[YOUR GOAL]: Among the lines below, restate word for word only those from the line with "filename src/pool/mod.rs" through the line with "pub use addrs::AddressSet;", with both end lines kept.

---------- ENTRIES SUPPLIED

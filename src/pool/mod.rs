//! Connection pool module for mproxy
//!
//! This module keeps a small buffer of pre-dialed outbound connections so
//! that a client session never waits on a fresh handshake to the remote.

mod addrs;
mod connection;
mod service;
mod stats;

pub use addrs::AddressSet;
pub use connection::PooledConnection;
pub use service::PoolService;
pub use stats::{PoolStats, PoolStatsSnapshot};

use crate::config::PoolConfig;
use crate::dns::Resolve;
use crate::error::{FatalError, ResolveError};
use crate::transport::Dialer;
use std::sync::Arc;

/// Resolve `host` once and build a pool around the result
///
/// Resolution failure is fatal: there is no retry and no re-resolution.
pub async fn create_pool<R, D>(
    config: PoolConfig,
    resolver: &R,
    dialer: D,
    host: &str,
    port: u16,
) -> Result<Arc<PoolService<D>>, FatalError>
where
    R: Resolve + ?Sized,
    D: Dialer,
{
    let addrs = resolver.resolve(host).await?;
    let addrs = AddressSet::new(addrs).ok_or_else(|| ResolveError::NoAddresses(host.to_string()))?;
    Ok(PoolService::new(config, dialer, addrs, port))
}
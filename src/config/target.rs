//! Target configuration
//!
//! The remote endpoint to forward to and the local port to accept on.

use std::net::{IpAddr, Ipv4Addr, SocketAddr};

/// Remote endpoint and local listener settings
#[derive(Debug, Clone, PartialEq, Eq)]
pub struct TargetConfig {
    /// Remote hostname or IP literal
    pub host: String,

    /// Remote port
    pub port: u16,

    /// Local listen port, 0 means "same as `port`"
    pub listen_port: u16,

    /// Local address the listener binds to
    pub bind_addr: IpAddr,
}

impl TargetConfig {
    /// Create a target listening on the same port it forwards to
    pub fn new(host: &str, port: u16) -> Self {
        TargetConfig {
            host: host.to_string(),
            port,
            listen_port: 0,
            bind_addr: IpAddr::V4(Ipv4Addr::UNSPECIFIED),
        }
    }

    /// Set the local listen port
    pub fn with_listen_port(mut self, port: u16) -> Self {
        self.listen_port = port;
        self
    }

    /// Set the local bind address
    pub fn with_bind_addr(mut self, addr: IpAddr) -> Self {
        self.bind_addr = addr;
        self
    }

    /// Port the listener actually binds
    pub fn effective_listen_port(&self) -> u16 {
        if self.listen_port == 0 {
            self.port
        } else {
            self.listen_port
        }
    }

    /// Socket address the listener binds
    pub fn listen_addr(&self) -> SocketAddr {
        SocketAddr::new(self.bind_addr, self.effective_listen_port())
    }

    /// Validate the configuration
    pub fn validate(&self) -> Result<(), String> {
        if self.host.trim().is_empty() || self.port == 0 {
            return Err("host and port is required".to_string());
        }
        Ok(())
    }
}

--------------------
---------- ENTRIES SUPPLIED

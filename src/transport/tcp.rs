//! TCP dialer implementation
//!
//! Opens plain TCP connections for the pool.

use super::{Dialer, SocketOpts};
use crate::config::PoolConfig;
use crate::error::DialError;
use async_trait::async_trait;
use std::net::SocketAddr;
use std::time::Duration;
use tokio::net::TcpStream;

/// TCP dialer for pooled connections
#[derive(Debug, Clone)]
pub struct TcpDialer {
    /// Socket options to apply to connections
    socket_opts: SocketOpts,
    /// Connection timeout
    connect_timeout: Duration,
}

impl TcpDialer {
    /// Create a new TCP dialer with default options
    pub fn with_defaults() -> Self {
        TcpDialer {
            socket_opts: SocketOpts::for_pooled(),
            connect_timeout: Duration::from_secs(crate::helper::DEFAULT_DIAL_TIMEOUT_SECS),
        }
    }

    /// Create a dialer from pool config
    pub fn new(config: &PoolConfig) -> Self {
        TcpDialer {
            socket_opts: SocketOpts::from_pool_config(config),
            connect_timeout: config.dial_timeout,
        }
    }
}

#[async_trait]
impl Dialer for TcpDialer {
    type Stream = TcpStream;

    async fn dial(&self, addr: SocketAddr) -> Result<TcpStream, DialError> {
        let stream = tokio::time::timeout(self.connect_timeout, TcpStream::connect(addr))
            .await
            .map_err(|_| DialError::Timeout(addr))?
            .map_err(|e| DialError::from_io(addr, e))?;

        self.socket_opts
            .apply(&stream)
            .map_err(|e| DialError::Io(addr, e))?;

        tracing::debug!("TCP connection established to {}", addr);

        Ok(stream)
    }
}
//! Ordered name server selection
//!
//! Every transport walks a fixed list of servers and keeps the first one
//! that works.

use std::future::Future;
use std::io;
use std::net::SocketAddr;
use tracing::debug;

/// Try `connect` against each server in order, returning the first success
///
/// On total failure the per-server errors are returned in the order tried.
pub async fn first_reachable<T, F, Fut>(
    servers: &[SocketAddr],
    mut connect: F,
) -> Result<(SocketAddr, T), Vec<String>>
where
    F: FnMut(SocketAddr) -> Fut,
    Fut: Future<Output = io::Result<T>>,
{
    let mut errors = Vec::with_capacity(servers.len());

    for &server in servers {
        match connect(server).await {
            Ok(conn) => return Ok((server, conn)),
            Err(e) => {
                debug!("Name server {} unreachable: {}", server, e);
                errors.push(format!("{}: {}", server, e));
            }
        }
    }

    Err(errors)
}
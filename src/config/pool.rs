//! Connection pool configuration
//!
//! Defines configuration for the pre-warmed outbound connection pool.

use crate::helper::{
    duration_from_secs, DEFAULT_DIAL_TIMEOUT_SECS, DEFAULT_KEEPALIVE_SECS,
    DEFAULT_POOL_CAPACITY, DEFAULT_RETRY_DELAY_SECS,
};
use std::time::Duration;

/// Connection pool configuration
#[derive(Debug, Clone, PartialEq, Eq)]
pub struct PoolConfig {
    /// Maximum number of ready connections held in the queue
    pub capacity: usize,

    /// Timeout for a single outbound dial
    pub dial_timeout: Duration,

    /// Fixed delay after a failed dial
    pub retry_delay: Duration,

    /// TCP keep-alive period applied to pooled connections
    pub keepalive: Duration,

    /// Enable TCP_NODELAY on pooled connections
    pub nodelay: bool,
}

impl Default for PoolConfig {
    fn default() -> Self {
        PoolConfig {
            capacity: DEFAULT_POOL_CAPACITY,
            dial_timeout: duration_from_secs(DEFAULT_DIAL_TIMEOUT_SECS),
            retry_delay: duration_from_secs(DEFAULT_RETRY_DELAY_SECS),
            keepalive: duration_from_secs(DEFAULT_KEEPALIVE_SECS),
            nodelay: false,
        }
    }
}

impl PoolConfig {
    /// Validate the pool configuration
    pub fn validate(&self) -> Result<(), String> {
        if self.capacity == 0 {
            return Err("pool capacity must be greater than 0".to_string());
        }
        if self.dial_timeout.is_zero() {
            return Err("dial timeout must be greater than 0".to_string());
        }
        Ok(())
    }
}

--------------------
---------- ENTRIES SUPPLIED

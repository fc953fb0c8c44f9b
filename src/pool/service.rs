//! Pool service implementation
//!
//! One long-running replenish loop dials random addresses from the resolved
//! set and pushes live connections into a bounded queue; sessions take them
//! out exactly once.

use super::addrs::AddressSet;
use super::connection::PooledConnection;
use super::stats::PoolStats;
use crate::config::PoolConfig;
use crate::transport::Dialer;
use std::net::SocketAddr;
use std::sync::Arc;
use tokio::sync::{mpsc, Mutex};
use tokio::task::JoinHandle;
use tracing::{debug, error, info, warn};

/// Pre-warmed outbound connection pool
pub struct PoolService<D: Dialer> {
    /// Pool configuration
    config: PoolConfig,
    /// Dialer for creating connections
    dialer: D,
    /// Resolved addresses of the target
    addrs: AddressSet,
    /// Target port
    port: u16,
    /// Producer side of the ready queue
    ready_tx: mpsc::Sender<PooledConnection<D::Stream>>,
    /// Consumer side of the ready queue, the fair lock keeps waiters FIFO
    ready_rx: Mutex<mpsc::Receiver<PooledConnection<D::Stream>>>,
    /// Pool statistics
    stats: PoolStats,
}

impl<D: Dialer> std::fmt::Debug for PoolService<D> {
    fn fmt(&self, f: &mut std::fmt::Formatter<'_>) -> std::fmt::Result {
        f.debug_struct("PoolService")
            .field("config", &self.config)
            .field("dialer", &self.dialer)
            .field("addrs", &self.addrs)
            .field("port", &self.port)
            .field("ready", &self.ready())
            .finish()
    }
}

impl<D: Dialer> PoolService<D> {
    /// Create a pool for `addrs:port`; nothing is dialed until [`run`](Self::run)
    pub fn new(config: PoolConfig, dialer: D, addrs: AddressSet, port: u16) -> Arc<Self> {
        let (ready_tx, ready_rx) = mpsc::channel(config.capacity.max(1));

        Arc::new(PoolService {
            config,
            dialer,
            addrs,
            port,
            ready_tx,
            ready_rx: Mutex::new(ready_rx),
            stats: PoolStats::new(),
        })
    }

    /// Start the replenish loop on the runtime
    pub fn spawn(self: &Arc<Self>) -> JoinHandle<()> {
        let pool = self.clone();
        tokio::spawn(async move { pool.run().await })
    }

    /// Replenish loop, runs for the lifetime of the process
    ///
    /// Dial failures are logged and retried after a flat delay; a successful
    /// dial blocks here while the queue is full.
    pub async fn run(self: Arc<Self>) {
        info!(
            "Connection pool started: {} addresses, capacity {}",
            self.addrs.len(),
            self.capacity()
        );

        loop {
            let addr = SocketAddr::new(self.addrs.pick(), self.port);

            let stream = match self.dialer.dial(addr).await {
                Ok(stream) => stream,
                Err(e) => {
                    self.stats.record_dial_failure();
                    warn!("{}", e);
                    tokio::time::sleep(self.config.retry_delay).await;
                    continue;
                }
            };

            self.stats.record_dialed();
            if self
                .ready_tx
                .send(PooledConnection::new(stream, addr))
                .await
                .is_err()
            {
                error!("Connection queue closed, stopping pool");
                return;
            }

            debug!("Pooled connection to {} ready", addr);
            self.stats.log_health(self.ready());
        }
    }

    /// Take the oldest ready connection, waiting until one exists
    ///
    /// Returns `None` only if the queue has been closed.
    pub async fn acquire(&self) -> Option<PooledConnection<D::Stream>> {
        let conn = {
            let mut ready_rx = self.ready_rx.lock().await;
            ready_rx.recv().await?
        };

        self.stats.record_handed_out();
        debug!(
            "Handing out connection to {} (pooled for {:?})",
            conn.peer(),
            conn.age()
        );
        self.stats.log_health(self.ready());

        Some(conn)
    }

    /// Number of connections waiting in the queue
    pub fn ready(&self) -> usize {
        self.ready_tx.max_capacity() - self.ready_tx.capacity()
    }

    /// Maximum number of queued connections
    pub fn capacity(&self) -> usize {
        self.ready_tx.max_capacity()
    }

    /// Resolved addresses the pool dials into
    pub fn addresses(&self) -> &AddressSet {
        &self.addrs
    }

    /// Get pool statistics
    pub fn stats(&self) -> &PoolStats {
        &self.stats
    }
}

--------------------

[YOUR RESPONSE]:
filename src/pool/mod.rs
//! Connection pool module for mproxy
//!
//! This module keeps a small buffer of pre-dialed outbound connections so
//! that a client session never waits on a fresh handshake to the remote.

mod addrs;
mod connection;
mod service;
mod stats;

pub use addrs::AddressSet;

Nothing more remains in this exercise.